Bob Hershon (pictured here, with Elizabeth Swados, prior to their reading at KGB Bar last Monday evening), has been selecting our Sunday poems from Hanging Loose. Photo credit: Star Black
This poem by Wilma Elizabeth McDaniel appeared first in Hanging Loose 47 in 1985 and later in her book, A Primer for Buford.
WRITING POETRY ON NEW PAPER
alluring
this sudden change seems
sinful
too free and easy
for a Dustbowl Woman
I must walk carefully
on good paper
one word at a time
feeling my way down a
new path
not yet realizing
there are no inky crossouts
no roadblocks
of junk mail flyers
to slow my pen
-- Wilma Elizabeth McDaniel
I wish I had the time and space to tell you the whole remarkable story of Wilma Elizabeth McDaniel. Luckily, there’s an excellent website that will supply her biography and let you read some of her poems. In fact, you can hear Wilma reading some of her work in her clear, no-nonsense fashion:digital.library.okstate.edu/mcdaniel/index.htm
In brief, Wilma was born in Oklahoma in 1918 to a poor farming family that became still poorer in the Dustbowl of the Thirties. In 1936, the McDaniels joined the army of 0Okies who headed to California, desperately seeking work. Wilma remained a farm laborer all her working life. She died at age 88, in 2007.

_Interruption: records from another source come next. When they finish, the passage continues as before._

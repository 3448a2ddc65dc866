// Copyright (C) 2026 Fred Clausen
// Use of this source code is governed by an MIT-style
// license that can be found in the LICENSE file or at
// https://opensource.org/licenses/MIT.

use crate::error::DomainError;
use serde::{Deserialize, Serialize};
use std::str::FromStr;

/// Represents the role of a directory profile.
///
/// The role is set when the profile is created (by the identity intake)
/// and may be updated later, e.g. when a staff invite is completed.
#[derive(Debug, Clone, Copy, PartialEq, Eq, Hash, Serialize, Deserialize)]
#[serde(rename_all = "snake_case")]
pub enum ProfileRole {
    /// Administrator with structural and dispatch authority.
    Admin,
    /// Event staff member with a staff profile.
    Staff,
    /// Client contact for an event.
    Client,
    /// Vendor contact; may create events.
    Vendor,
}

impl ProfileRole {
    /// Returns the string representation of this role.
    ///
    /// This is used for persistence and API serialization.
    #[must_use]
    pub const fn as_str(&self) -> &'static str {
        match self {
            Self::Admin => "admin",
            Self::Staff => "staff",
            Self::Client => "client",
            Self::Vendor => "vendor",
        }
    }

    /// Parses a profile role from a string.
    ///
    /// # Errors
    ///
    /// Returns an error if the string does not match a valid role.
    pub fn parse(s: &str) -> Result<Self, DomainError> {
        match s {
            "admin" => Ok(Self::Admin),
            "staff" => Ok(Self::Staff),
            "client" => Ok(Self::Client),
            "vendor" => Ok(Self::Vendor),
            _ => Err(DomainError::InvalidProfileRole(format!(
                "Unknown profile role: {s}"
            ))),
        }
    }
}

impl FromStr for ProfileRole {
    type Err = DomainError;

    fn from_str(s: &str) -> Result<Self, Self::Err> {
        Self::parse(s)
    }
}

impl std::fmt::Display for ProfileRole {
    fn fmt(&self, f: &mut std::fmt::Formatter<'_>) -> std::fmt::Result {
        write!(f, "{}", self.as_str())
    }
}

/// Represents a staff capability.
///
/// Staff roles are fixed domain constants. A staff member holds a set of
/// these; a dispatch request targets exactly one.
#[derive(Debug, Clone, Copy, PartialEq, Eq, Hash, Serialize, Deserialize)]
#[serde(rename_all = "snake_case")]
pub enum StaffRole {
    /// Bar service.
    Bartender,
    /// Table service.
    Server,
    /// Kitchen and food prep.
    Kitchen,
    /// On-site coordination.
    Coordinator,
    /// Door and crowd security.
    Security,
}

impl StaffRole {
    /// All staff roles, in display order.
    pub const ALL: [Self; 5] = [
        Self::Bartender,
        Self::Server,
        Self::Kitchen,
        Self::Coordinator,
        Self::Security,
    ];

    /// Returns the string representation of this role.
    #[must_use]
    pub const fn as_str(&self) -> &'static str {
        match self {
            Self::Bartender => "bartender",
            Self::Server => "server",
            Self::Kitchen => "kitchen",
            Self::Coordinator => "coordinator",
            Self::Security => "security",
        }
    }

    /// Parses a staff role from a string.
    ///
    /// # Errors
    ///
    /// Returns an error if the string does not match a valid staff role.
    pub fn parse(s: &str) -> Result<Self, DomainError> {
        match s {
            "bartender" => Ok(Self::Bartender),
            "server" => Ok(Self::Server),
            "kitchen" => Ok(Self::Kitchen),
            "coordinator" => Ok(Self::Coordinator),
            "security" => Ok(Self::Security),
            _ => Err(DomainError::InvalidStaffRole(format!(
                "Unknown staff role: {s}"
            ))),
        }
    }
}

impl FromStr for StaffRole {
    type Err = DomainError;

    fn from_str(s: &str) -> Result<Self, Self::Err> {
        Self::parse(s)
    }
}

impl std::fmt::Display for StaffRole {
    fn fmt(&self, f: &mut std::fmt::Formatter<'_>) -> std::fmt::Result {
        write!(f, "{}", self.as_str())
    }
}

/// Represents a staff member's availability.
///
/// Availability is the externally observable truth for "is this person
/// currently placed". Only dispatch acceptance moves a member to
/// `Assigned`; nothing moves them back to `Available` automatically.
/// That requires an administrative edit.
#[derive(Debug, Clone, Copy, PartialEq, Eq, Hash, Serialize, Deserialize)]
#[serde(rename_all = "snake_case")]
pub enum AvailabilityStatus {
    /// Open for dispatch offers.
    Available,
    /// Placed on an event via an accepted dispatch.
    Assigned,
    /// Not accepting offers (administrative).
    Unavailable,
}

impl AvailabilityStatus {
    /// Returns the string representation of this status.
    #[must_use]
    pub const fn as_str(&self) -> &'static str {
        match self {
            Self::Available => "available",
            Self::Assigned => "assigned",
            Self::Unavailable => "unavailable",
        }
    }

    /// Parses an availability status from a string.
    ///
    /// # Errors
    ///
    /// Returns an error if the string does not match a valid status.
    pub fn parse(s: &str) -> Result<Self, DomainError> {
        match s {
            "available" => Ok(Self::Available),
            "assigned" => Ok(Self::Assigned),
            "unavailable" => Ok(Self::Unavailable),
            _ => Err(DomainError::InvalidAvailabilityStatus(format!(
                "Unknown availability status: {s}"
            ))),
        }
    }
}

impl FromStr for AvailabilityStatus {
    type Err = DomainError;

    fn from_str(s: &str) -> Result<Self, Self::Err> {
        Self::parse(s)
    }
}

impl std::fmt::Display for AvailabilityStatus {
    fn fmt(&self, f: &mut std::fmt::Formatter<'_>) -> std::fmt::Result {
        write!(f, "{}", self.as_str())
    }
}

/// Represents the lifecycle state of an event.
///
/// The lifecycle is forward-only: Draft → Open → Live → Completed.
#[derive(Debug, Clone, Copy, PartialEq, Eq, Hash, Serialize, Deserialize, Default)]
#[serde(rename_all = "snake_case")]
pub enum EventStatus {
    /// Initial state after creation. Not yet visible for dispatch.
    #[default]
    Draft,
    /// Published and accepting dispatch offers.
    Open,
    /// Currently running.
    Live,
    /// Finished. Terminal state.
    Completed,
}

impl EventStatus {
    /// Returns the string representation of this status.
    #[must_use]
    pub const fn as_str(&self) -> &'static str {
        match self {
            Self::Draft => "draft",
            Self::Open => "open",
            Self::Live => "live",
            Self::Completed => "completed",
        }
    }

    /// Parses an event status from a string.
    ///
    /// # Errors
    ///
    /// Returns an error if the string does not match a valid status.
    pub fn parse(s: &str) -> Result<Self, DomainError> {
        match s {
            "draft" => Ok(Self::Draft),
            "open" => Ok(Self::Open),
            "live" => Ok(Self::Live),
            "completed" => Ok(Self::Completed),
            _ => Err(DomainError::InvalidEventStatus(format!(
                "Unknown event status: {s}"
            ))),
        }
    }

    /// Checks if a transition from this state to another is valid.
    ///
    /// Valid transitions are:
    /// - Draft → Open
    /// - Open → Live
    /// - Live → Completed
    #[must_use]
    pub const fn can_transition_to(&self, target: Self) -> bool {
        matches!(
            (self, target),
            (Self::Draft, Self::Open) | (Self::Open, Self::Live) | (Self::Live, Self::Completed)
        )
    }

    /// Validates a transition to the target status.
    ///
    /// # Errors
    ///
    /// Returns an error if the transition is not allowed by the lifecycle.
    pub fn validate_transition(&self, target: Self) -> Result<(), DomainError> {
        if self.can_transition_to(target) {
            Ok(())
        } else {
            Err(DomainError::InvalidStatusTransition {
                from: self.as_str().to_string(),
                to: target.as_str().to_string(),
                reason: String::from("event lifecycle moves forward only"),
            })
        }
    }

    /// Returns true if this status is terminal.
    #[must_use]
    pub const fn is_terminal(&self) -> bool {
        matches!(self, Self::Completed)
    }
}

impl FromStr for EventStatus {
    type Err = DomainError;

    fn from_str(s: &str) -> Result<Self, Self::Err> {
        Self::parse(s)
    }
}

impl std::fmt::Display for EventStatus {
    fn fmt(&self, f: &mut std::fmt::Formatter<'_>) -> std::fmt::Result {
        write!(f, "{}", self.as_str())
    }
}

/// Represents a directory profile.
///
/// Profiles mirror identity-provider accounts. The `id` is the opaque,
/// immutable identifier assigned by the identity provider.
#[derive(Debug, Clone, PartialEq, Eq, Serialize, Deserialize)]
pub struct Profile {
    /// Opaque identity-provider identifier.
    pub id: String,
    /// Contact email address.
    pub email: String,
    /// Display name.
    pub name: String,
    /// The profile's role.
    pub role: ProfileRole,
    /// Optional phone number.
    pub phone: Option<String>,
    /// Creation timestamp (ISO 8601).
    pub created_at: String,
}

/// Represents the staff extension of a profile.
///
/// Exists 1:1 with a `Profile` whose role is `Staff`.
#[derive(Debug, Clone, PartialEq, Eq, Serialize, Deserialize)]
pub struct StaffProfile {
    /// The owning profile's identifier.
    pub id: String,
    /// The set of staff capabilities this member holds.
    pub staff_roles: Vec<StaffRole>,
    /// Home city; dispatch candidates share the event's city.
    pub city: String,
    /// Current availability.
    pub status: AvailabilityStatus,
}

impl StaffProfile {
    /// Returns true if this member holds the given capability.
    #[must_use]
    pub fn has_role(&self, role: StaffRole) -> bool {
        self.staff_roles.contains(&role)
    }

    /// Returns true if this member is open for dispatch offers.
    #[must_use]
    pub const fn is_available(&self) -> bool {
        matches!(self.status, AvailabilityStatus::Available)
    }
}

/// The declared need for N staff of a given role at an event.
///
/// Unique per (event, role); quantity may be zero.
#[derive(Debug, Clone, Copy, PartialEq, Eq, Serialize, Deserialize)]
pub struct RoleRequirement {
    /// The required staff role.
    pub role: StaffRole,
    /// How many staff of this role the event needs.
    pub quantity: u32,
}

impl RoleRequirement {
    /// Creates a new `RoleRequirement`.
    #[must_use]
    pub const fn new(role: StaffRole, quantity: u32) -> Self {
        Self { role, quantity }
    }
}

/// Represents a staffed event.
#[derive(Debug, Clone, PartialEq, Eq, Serialize, Deserialize)]
pub struct Event {
    /// Canonical identifier assigned by the database.
    /// `None` indicates the event has not been persisted yet.
    pub event_id: Option<i64>,
    /// Event title.
    pub title: String,
    /// Optional long-form description.
    pub description: Option<String>,
    /// Event date (ISO 8601 date).
    pub date: String,
    /// Start time (HH:MM).
    pub start_time: String,
    /// End time (HH:MM).
    pub end_time: String,
    /// Venue or address.
    pub location: String,
    /// City; used to match dispatch candidates.
    pub city: String,
    /// Optional client profile reference.
    pub client_id: Option<String>,
    /// Optional vendor profile reference.
    pub vendor_id: Option<String>,
    /// Profile id of the creator.
    pub created_by: String,
    /// Lifecycle status.
    pub status: EventStatus,
    /// Per-role staffing requirements.
    pub role_requirements: Vec<RoleRequirement>,
}

/// A chat message within an event.
///
/// Private messages are visible only to the sender, the private
/// recipient, and admins.
#[derive(Debug, Clone, PartialEq, Eq, Serialize, Deserialize)]
pub struct Message {
    /// Canonical identifier assigned by the database.
    pub message_id: Option<i64>,
    /// The event this message belongs to.
    pub event_id: i64,
    /// Profile id of the sender.
    pub sender_id: String,
    /// Message body.
    pub content: String,
    /// Whether this is a private (1:1) message.
    pub is_private: bool,
    /// Recipient of a private message.
    pub private_recipient_id: Option<String>,
    /// Creation timestamp (ISO 8601); messages are ordered by this.
    pub created_at: String,
}

impl Message {
    /// Returns true if the given viewer may see this message.
    ///
    /// Public messages are visible to everyone with access to the event.
    /// Private messages are visible to the sender, the private recipient,
    /// and admins.
    #[must_use]
    pub fn visible_to(&self, viewer_id: &str, viewer_is_admin: bool) -> bool {
        if !self.is_private || viewer_is_admin {
            return true;
        }
        self.sender_id == viewer_id
            || self
                .private_recipient_id
                .as_deref()
                .is_some_and(|recipient| recipient == viewer_id)
    }
}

Her story is not very different from thousands of others except that some time in her early teens, Wilma began writing poems. She wrote about family and friends and – that rare subject in American poetry – work. All kinds of work, from picking fruit to repairing old machinery to running a tiny store, all the occupations that keep small rural towns going. At some point, her poems began appearing in church newsletters and local papers. And then, years later, somehow she connected to the poetry community and began publishing in literary magazines.
We first heard of her from a California poet named John Oliver Simon, who encouraged her to send work to us. We loved her writing right from the start and she appeared in the magazine with great regularity. We went on to publish four full collections of her work, but we weren’t alone; she published many books with small local presses. In her last years, her reputation grew steadily. Universities took note of her great talent and special history and began teaching her work. National Geographic called her a national treasure. She was named poet laureate of Tulare County.
Poetry didn’t make her rich, of course, and the frugal habits of a lifetime remained with her always. When an envelope arrived from Wilma, I’d shake out the contents. There would be, say, ten poems, all written in black ink, on the backs of religious flyers, on the insides of flattened cereal boxes, on the unused spaces of junk mail, all carefully trimmed to the size of the poem, so she could save the unused portions.
At one point, I sent her a ream of 24# white bond paper and I waited to see what she’d do with 500 sheets of virgin stock. Months went by and the poems continued to arrive on scraps of cardboard and newsprint. Then, just when I was about to ask her whether she’d ever received the package, she sent Writing Poetry on New Paper.